わればかりもの思ふ人はまたもあらじと思へば水の下にもありけり

とよむを、来ざりける男、たち聞きて、

みなくちにわれや見ゆらむかはづさへ水の下にてもろ声に鳴く

現代語訳

昔、男が、女のもとに一晩だけ行って、それっきり通わなくなったので、女は手洗い所に盥の上に本来かぶせる貫簀を取り除いていたので、自分の顔が盥の水面に見えたのを、自ら歌を詠んだ。

私ほど物思いに沈んでいる人は他にいないと思っていたら、水の下にもいた。

と詠んだのを、その来なくなった男が立ち聞きしていて、

盥の水口に私の姿が現れたのでしょう。田の蛙さえ、水の下で声をあわせて鳴くではありませんか。そんなふうに、私も貴女といっしょに泣いているのですよ。

語句

■貫簀 竹で編んだすのこ。たらいの上にかけて、手元に水が跳ね返らないようにする道具。■「みなくちに…」 「みなくち」は水口。田に水を注ぐ所。また盥に水を注ぎいれる器具を半挿(はんぞう)といって急須状のものだが、その注入口のことも水口という。 「かはず」は田の蛙。

解説

女が盥に張った水に映った自分の顔を見て、私ほど物思いに沈んでいる人は他にはいないと思ったら、いた。この水の下に。女がそう歌うのを、たまたま聞きつけた男が歌で返します。

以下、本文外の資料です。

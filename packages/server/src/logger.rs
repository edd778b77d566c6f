//! Logging setup utilities.

use tracing_subscriber::{layer::SubscriberExt, util::SubscriberInitExt};

/// Initialize the tracing subscriber with the specified default log
/// level. The `RUST_LOG` environment variable overrides it.
pub fn setup_logger(binary_name: &str, default_log_level: &str) {
    tracing_subscriber::registry()
        .with(
            tracing_subscriber::EnvFilter::try_from_default_env().unwrap_or_else(|_| {
                format!(
                    "{}={},{}={}",
                    env!("CARGO_PKG_NAME").replace("-", "_"),
                    default_log_level,
                    binary_name,
                    default_log_level
                )
                .into()
            }),
        )
        .with(tracing_subscriber::fmt::layer())
        .init();
}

「水口(みなくち)」は盥に水を注ぐ部分。また田んぼに水を流し込む箇所をも指します。この歌では「盥の水口」から「田んぼの水口」をイメージし、さらに「田んぼ」から「蛙」をイメージします。

で、あなただけじゃないですよ。悲しいのは私も同じだ。蛙が泣くように、あなたと一緒に私も泣いているんです。蛙が鳴くように、泣いているんですという話です。